Um ‘Cavalo de Troia’ chamado drone?

A decisão de financiar componentes chineses para drones destinados à Ucrânia revela que a autonomia estratégica europeia continua mais ambição do que realidade.

Ainda não foi desta que Donald Trump anunciou o ‘grande adeus’ do Tio Sam à NATO e, para os padrões recentes de tensão entre os dois blocos dos dois lados do Atlântico, Ancara foi até uma cimeira ‘tranquila’. Mark Rutte e os aliados europeus desdobraram-se em anúncios de parcerias e, com um Fórum de Indústria de Defesa a decorrer, não faltaram contratos de muitos milhões a serem fechados com a indústria europeia e norte-americana: 50 mil milhões.

Portugal levou um investimento de 2,01% do PIB na Defesa e saiu de lá com o compromisso assumido por Luís Montenegro de atingir já este ano 3,1%, com investimento militar, mas também em infraestruturas. E com o anúncio de um ‘cheque’ de 50 milhões para apoiar a Ucrânia e os seus esforços de defesa contra a invasão russa.

A Ucrânia, apesar de não ser país NATO, ganhou um novo élan com a sua participação na cimeira. Promessas de Trump para licença de produção de mísseis Patriot e compromissos de apoio e contratos para a produção de drones não faltaram. E o ímpeto de apoio continuou pós-Ancara.
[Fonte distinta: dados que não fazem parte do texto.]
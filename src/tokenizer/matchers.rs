//! Классификаторы токенов
//!
//! Каждый классификатор получает остаток входа и предыдущий токен и либо
//! возвращает токен, начинающийся в начале остатка, либо отказывается.
//! Классификаторы не имеют изменяемого состояния.

use crate::common::Result;
use crate::tokenizer::context::{KeywordPolicy, TokenContext};
use crate::tokenizer::token::{Token, TokenKind};
use crate::tokenizer::vocabulary::{CompiledVocabulary, KeywordCategory};
use regex::Regex;
use std::sync::Arc;

/// Классификатор одного вида токенов
pub trait Matcher: Send + Sync {
    /// Имя для диагностики
    fn name(&self) -> &'static str;

    /// Пытается распознать токен в начале `remaining`
    ///
    /// Текст возвращаемого токена обязан быть непустым префиксом `remaining`.
    fn try_match(&self, remaining: &str, previous: Option<&Token>) -> Option<Token>;
}

/// Максимальная последовательность пробельных символов
#[derive(Debug, Default)]
pub struct WhitespaceMatcher;

impl Matcher for WhitespaceMatcher {
    fn name(&self) -> &'static str {
        "whitespace"
    }

    fn try_match(&self, remaining: &str, _previous: Option<&Token>) -> Option<Token> {
        let end = prefix_len(remaining, char::is_whitespace);
        (end > 0).then(|| Token::new(TokenKind::Whitespace, &remaining[..end]))
    }
}

/// Комментарии `-- ...`, `# ...` и `/* ... */`
#[derive(Debug, Default)]
pub struct CommentMatcher;

impl Matcher for CommentMatcher {
    fn name(&self) -> &'static str {
        "comment"
    }

    fn try_match(&self, remaining: &str, _previous: Option<&Token>) -> Option<Token> {
        if remaining.starts_with("--") || remaining.starts_with('#') {
            // Перевод строки не входит в комментарий
            let end = remaining.find('\n').unwrap_or(remaining.len());
            return Some(Token::new(TokenKind::Comment, &remaining[..end]));
        }

        if remaining.starts_with("/*") {
            let end = remaining[2..]
                .find("*/")
                .map(|pos| pos + 4)
                .unwrap_or(remaining.len());
            return Some(Token::new(TokenKind::BlockComment, &remaining[..end]));
        }

        None
    }
}

/// Строки в кавычках: `'...'`, `"..."` и `` `...` ``
#[derive(Debug, Default)]
pub struct QuoteMatcher;

impl Matcher for QuoteMatcher {
    fn name(&self) -> &'static str {
        "quote"
    }

    fn try_match(&self, remaining: &str, _previous: Option<&Token>) -> Option<Token> {
        let end = quoted_len(remaining)?;
        let kind = if remaining.starts_with('`') {
            TokenKind::BacktickQuote
        } else {
            TokenKind::Quote
        };
        Some(Token::new(kind, &remaining[..end]))
    }
}

/// Пользовательские переменные: `@name`, `@@system.var`, `:param`, `@"quoted name"`
#[derive(Debug, Default)]
pub struct VariableMatcher;

impl Matcher for VariableMatcher {
    fn name(&self) -> &'static str {
        "variable"
    }

    fn try_match(&self, remaining: &str, _previous: Option<&Token>) -> Option<Token> {
        let sigil = if remaining.starts_with("@@") {
            2
        } else if remaining.starts_with('@') || remaining.starts_with(':') {
            1
        } else {
            return None;
        };

        let name = &remaining[sigil..];
        let name_len = if name.starts_with(['\'', '"', '`']) {
            quoted_len(name)?
        } else {
            prefix_len(name, |c| c.is_alphanumeric() || matches!(c, '_' | '.' | '$'))
        };

        (name_len > 0).then(|| Token::new(TokenKind::Variable, &remaining[..sigil + name_len]))
    }
}

/// Числовые литералы: десятичные с дробью и экспонентой, `0x..`, `0b..`
///
/// Знак `-` входит в число только если предыдущий токен не является операндом,
/// иначе `a-1` превратилось бы в `a` и `-1`.
#[derive(Debug)]
pub struct NumeralMatcher {
    pattern: Regex,
}

impl NumeralMatcher {
    pub fn new(vocabulary: &CompiledVocabulary) -> Result<Self> {
        let source = format!(
            r"^(-?(?:0x[0-9a-fA-F]+|0b[01]+|[0-9]+(?:\.[0-9]+)?(?:[eE][-+]?[0-9]+)?)){}",
            vocabulary.terminator()
        );
        Ok(Self {
            pattern: Regex::new(&source)?,
        })
    }
}

impl Matcher for NumeralMatcher {
    fn name(&self) -> &'static str {
        "numeral"
    }

    fn try_match(&self, remaining: &str, previous: Option<&Token>) -> Option<Token> {
        if remaining.starts_with('-') && TokenContext::of(previous) == TokenContext::Operand {
            return None;
        }

        let number = self.pattern.captures(remaining)?.get(1)?;
        Some(Token::new(TokenKind::Number, &remaining[..number.end()]))
    }
}

/// Пунктуация и операторы из словаря (самый длинный вариант)
#[derive(Debug)]
pub struct BoundaryMatcher {
    vocabulary: Arc<CompiledVocabulary>,
}

impl BoundaryMatcher {
    pub fn new(vocabulary: Arc<CompiledVocabulary>) -> Self {
        Self { vocabulary }
    }
}

impl Matcher for BoundaryMatcher {
    fn name(&self) -> &'static str {
        "boundary"
    }

    fn try_match(&self, remaining: &str, _previous: Option<&Token>) -> Option<Token> {
        self.vocabulary
            .match_boundary(remaining)
            .map(|text| Token::new(TokenKind::Boundary, text))
    }
}

/// Зарезервированные слова с учетом контекста
///
/// Из совпадений всех трех видов выбирается самое длинное, при равной длине
/// побеждает вид верхнего уровня, затем слово переноса строки.
#[derive(Debug)]
pub struct ReservedMatcher {
    vocabulary: Arc<CompiledVocabulary>,
    policy: Arc<dyn KeywordPolicy>,
}

impl ReservedMatcher {
    pub fn new(vocabulary: Arc<CompiledVocabulary>, policy: Arc<dyn KeywordPolicy>) -> Self {
        Self { vocabulary, policy }
    }
}

impl Matcher for ReservedMatcher {
    fn name(&self) -> &'static str {
        "reserved"
    }

    fn try_match(&self, remaining: &str, previous: Option<&Token>) -> Option<Token> {
        let mut best: Option<(KeywordCategory, &str)> = None;
        for category in KeywordCategory::ALL {
            if let Some(text) = self.vocabulary.match_keyword(category, remaining) {
                if best.map_or(true, |(_, longest)| text.len() > longest.len()) {
                    best = Some((category, text));
                }
            }
        }

        let (category, text) = best?;
        let kind = self.policy.resolve(category, TokenContext::of(previous))?;
        Some(Token::new(kind, text))
    }
}

/// Имя известной функции перед `(`; сама скобка не поглощается
#[derive(Debug)]
pub struct FunctionMatcher {
    vocabulary: Arc<CompiledVocabulary>,
}

impl FunctionMatcher {
    pub fn new(vocabulary: Arc<CompiledVocabulary>) -> Self {
        Self { vocabulary }
    }
}

impl Matcher for FunctionMatcher {
    fn name(&self) -> &'static str {
        "function"
    }

    fn try_match(&self, remaining: &str, _previous: Option<&Token>) -> Option<Token> {
        self.vocabulary.match_function(remaining).map(Token::function)
    }
}

/// Обычное слово; если ничего не подошло, один символ как `Error`
///
/// Всегда продвигается хотя бы на один символ на непустом входе.
#[derive(Debug, Default)]
pub struct WordMatcher;

impl Matcher for WordMatcher {
    fn name(&self) -> &'static str {
        "word"
    }

    fn try_match(&self, remaining: &str, _previous: Option<&Token>) -> Option<Token> {
        let end = prefix_len(remaining, |c| c.is_alphanumeric() || matches!(c, '_' | '$'));
        if end > 0 {
            return Some(Token::new(TokenKind::Word, &remaining[..end]));
        }

        let unknown = remaining.chars().next()?;
        log::trace!("Нераспознанный символ {:?}", unknown);
        Some(Token::new(TokenKind::Error, &remaining[..unknown.len_utf8()]))
    }
}

/// Длина в байтах максимального префикса из символов, удовлетворяющих условию
fn prefix_len(input: &str, accept: impl Fn(char) -> bool) -> usize {
    input
        .char_indices()
        .find(|&(_, c)| !accept(c))
        .map(|(index, _)| index)
        .unwrap_or(input.len())
}

/// Длина строки в кавычках, начинающейся в начале входа
///
/// Удвоенная кавычка продолжает строку, `\` экранирует следующий символ
/// (кроме обратных кавычек). Незакрытая строка продолжается до конца входа.
fn quoted_len(input: &str) -> Option<usize> {
    let quote = input.chars().next()?;
    if !matches!(quote, '\'' | '"' | '`') {
        return None;
    }
    let escapes = quote != '`';

    let mut chars = input.char_indices().skip(1);
    while let Some((index, ch)) = chars.next() {
        if escapes && ch == '\\' {
            chars.next();
        } else if ch == quote {
            let end = index + quote.len_utf8();
            if input[end..].starts_with(quote) {
                chars.next();
                continue;
            }
            return Some(end);
        }
    }

    Some(input.len())
}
Macron reuniu em Paris uma coligação da boa vontade de países dispostos a avançar com uma defesa europeia anti-aérea, incluindo a Ucrânia, e pouco depois foi a vez de Von der Leyen, na sua 11.ª visita a Kiev, anunciar esta semana um acordo de coprodução de drones entre a UE e o país, um reconhecimento da experiência ganha pela Ucrânia na sua luta de quatro anos com Moscovo.

“Na Europa, já dispomos de uma enorme capacidade tecnológica e industrial que pode ser mobilizada, bem como de instalações de produção seguras e confiáveis ​​que podem ajudar a ampliar a escala. No entanto, não possuímos o conhecimento e a experiência de combate que a Ucrânia adquiriu”, justificou a presidente da Comissão Europeia.

Nesse mesmo dia foi feito um novo desembolso de mil milhões de euros, a juntar-se aos 3,9 mil milhões de junho, a segunda tranche de um total de 6 mil milhões dedicados à compra de drones. Foram ainda aprovados 10 mil milhões para financiar drones adicionais, mísseis e caças, “sublinhando o compromisso a longo prazo da UE com a defesa da Ucrânia com uma mais forte e integrada base industrial de defesa europeia”.

O que Bruxelas não disse, mas foi noticiado, é que, exatamente para assegurar a produção de drones que a Ucrânia tanto necessita, terá sido dado luz verde à compra de componentes de drones à China usando parte da tranche de seis mil milhões. Que valor foi permitido gastar fora da indústria europeia e que componentes são esses não é claro, apenas que são considerados como essenciais para travar os avanços russos e atingir alvos estratégicos em território russo, avançou o Financial Times.

Na Europa a tecnologia chinesa tem sido objeto de escrutínio, com receios de que a sua utilização em infraestruturas críticas como telecomunicações possam trazer consigo risco de segurança. Parece que neste caso isso já não acontece. Mas mais do que uma mudança de visão, o que este carimbo de exceção torna evidente é o quão longe está a Europa de uma verdadeira autonomia de defesa. É o chamado choque de realidade.

Esperemos apenas que a decisão não se venha a revelar uma espécie de ‘Cavalo de Troia”. Ninguém está interessado numa repetição da história contada por Homero.